__REQUIREMENT__: Word for word, transcribe the data below from the line with "a query string." to the line with "Value::Number(n) => n.as_f64().is_some_and(|f|", keeping both of those lines.

__Saved entries__:
▼

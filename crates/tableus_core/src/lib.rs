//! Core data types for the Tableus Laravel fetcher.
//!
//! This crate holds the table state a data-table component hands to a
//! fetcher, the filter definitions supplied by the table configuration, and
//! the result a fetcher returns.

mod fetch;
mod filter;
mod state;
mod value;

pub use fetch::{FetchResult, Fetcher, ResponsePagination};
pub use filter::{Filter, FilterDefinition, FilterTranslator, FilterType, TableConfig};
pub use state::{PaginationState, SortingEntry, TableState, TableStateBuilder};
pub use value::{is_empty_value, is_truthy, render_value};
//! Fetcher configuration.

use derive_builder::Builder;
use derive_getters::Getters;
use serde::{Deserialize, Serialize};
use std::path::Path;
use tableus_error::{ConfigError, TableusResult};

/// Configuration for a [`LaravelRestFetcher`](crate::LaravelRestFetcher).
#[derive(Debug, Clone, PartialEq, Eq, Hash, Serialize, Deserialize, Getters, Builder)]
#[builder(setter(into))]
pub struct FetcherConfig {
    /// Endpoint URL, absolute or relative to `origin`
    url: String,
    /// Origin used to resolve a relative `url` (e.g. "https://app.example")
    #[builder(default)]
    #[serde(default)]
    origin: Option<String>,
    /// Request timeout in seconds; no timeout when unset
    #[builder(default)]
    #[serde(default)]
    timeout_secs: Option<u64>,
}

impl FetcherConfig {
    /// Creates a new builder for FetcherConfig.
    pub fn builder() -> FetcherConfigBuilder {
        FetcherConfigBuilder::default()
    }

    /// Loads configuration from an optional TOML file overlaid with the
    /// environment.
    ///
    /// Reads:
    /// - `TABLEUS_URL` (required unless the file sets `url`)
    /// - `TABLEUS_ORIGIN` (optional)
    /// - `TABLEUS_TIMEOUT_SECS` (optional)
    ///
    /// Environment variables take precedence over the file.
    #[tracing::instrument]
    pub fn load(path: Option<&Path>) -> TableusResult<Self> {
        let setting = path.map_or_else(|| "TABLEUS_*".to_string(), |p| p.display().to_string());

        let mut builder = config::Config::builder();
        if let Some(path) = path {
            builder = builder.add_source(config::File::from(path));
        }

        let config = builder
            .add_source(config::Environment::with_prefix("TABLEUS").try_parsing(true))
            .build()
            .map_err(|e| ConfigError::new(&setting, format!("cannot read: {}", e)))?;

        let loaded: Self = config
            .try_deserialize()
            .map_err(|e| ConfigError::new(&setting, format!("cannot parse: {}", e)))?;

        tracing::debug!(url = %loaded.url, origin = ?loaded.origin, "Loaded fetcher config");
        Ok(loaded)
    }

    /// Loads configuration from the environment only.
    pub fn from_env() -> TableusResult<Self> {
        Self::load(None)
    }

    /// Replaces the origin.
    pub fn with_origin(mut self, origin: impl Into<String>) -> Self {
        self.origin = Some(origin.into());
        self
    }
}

▲
▼

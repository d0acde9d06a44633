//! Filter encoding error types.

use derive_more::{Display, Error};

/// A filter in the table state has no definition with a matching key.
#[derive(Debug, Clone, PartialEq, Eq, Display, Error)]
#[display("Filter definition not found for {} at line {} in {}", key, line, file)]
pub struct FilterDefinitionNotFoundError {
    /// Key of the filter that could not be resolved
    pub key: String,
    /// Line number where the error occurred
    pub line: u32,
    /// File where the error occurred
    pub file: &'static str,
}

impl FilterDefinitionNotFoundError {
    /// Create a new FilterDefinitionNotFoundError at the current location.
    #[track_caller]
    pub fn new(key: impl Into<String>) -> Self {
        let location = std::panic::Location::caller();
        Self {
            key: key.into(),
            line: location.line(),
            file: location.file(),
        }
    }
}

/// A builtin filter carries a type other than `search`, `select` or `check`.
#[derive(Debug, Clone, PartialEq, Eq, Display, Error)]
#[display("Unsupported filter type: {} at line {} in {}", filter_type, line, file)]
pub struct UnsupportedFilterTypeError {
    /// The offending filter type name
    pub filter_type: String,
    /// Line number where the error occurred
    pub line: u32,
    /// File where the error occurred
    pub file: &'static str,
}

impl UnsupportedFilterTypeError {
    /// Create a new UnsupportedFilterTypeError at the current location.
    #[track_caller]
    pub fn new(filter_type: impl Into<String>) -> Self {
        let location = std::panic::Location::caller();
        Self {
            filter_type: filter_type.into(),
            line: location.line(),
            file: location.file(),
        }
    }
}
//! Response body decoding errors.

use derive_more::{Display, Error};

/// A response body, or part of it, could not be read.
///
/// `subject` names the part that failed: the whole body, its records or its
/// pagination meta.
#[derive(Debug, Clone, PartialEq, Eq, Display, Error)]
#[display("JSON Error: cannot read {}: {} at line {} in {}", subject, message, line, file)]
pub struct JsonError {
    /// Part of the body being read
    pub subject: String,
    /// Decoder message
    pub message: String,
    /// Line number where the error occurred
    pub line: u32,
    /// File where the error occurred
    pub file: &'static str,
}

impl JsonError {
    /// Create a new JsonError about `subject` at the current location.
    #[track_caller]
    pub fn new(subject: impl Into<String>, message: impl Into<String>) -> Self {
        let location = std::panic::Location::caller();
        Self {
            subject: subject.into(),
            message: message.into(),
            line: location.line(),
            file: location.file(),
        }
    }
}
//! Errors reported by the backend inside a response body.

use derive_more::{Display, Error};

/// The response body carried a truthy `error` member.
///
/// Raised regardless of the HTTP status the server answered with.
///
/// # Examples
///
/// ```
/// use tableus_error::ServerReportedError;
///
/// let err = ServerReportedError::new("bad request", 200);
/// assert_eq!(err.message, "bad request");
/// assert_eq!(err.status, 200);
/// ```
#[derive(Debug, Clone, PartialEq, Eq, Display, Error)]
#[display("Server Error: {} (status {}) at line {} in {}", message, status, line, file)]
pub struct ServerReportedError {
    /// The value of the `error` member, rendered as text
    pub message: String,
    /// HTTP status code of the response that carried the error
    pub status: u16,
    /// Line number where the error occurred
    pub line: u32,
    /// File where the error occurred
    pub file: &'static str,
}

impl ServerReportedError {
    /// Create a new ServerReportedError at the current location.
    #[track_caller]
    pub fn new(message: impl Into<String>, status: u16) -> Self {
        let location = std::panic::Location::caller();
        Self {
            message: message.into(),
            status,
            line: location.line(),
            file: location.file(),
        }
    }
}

▲
▼

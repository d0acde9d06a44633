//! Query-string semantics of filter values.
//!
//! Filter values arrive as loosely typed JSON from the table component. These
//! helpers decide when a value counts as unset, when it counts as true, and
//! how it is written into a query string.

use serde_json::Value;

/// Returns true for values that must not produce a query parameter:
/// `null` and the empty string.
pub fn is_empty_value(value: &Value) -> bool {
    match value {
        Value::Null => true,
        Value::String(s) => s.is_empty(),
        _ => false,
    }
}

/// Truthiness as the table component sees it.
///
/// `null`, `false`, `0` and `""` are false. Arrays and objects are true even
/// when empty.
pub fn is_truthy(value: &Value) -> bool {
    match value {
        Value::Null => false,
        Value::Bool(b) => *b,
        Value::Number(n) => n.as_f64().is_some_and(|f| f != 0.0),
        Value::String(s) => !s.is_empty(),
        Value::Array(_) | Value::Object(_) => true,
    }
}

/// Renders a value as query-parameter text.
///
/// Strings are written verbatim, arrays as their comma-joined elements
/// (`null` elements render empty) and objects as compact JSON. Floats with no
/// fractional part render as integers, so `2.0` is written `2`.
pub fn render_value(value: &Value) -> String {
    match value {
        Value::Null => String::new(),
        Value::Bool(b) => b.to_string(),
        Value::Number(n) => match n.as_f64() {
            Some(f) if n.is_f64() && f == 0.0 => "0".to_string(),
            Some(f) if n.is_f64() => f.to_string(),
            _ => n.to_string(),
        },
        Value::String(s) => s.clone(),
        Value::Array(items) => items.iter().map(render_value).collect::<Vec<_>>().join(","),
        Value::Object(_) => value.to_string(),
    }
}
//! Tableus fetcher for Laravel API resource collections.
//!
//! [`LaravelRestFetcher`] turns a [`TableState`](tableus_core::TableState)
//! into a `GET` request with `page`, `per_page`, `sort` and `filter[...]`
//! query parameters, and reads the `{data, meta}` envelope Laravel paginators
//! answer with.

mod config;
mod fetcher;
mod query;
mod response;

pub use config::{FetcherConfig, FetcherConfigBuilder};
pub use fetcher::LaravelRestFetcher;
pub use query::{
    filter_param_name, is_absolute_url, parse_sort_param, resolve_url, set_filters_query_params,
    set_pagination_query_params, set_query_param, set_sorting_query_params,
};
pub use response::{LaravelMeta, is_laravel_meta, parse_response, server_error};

▲

__ANSWER SECTION__:
//! how it is written into a query string.

use serde_json::Value;

/// Returns true for values that must not produce a query parameter:
/// `null` and the empty string.
pub fn is_empty_value(value: &Value) -> bool {
    match value {
        Value::Null => true,
        Value::String(s) => s.is_empty(),
        _ => false,
    }
}

/// Truthiness as the table component sees it.
///
/// `null`, `false`, `0` and `""` are false. Arrays and objects are true even
/// when empty.
pub fn is_truthy(value: &Value) -> bool {
    match value {
        Value::Null => false,
        Value::Bool(b) => *b,
        Value::Number(n) => n.as_f64().is_some_and(|f| f != 0.0),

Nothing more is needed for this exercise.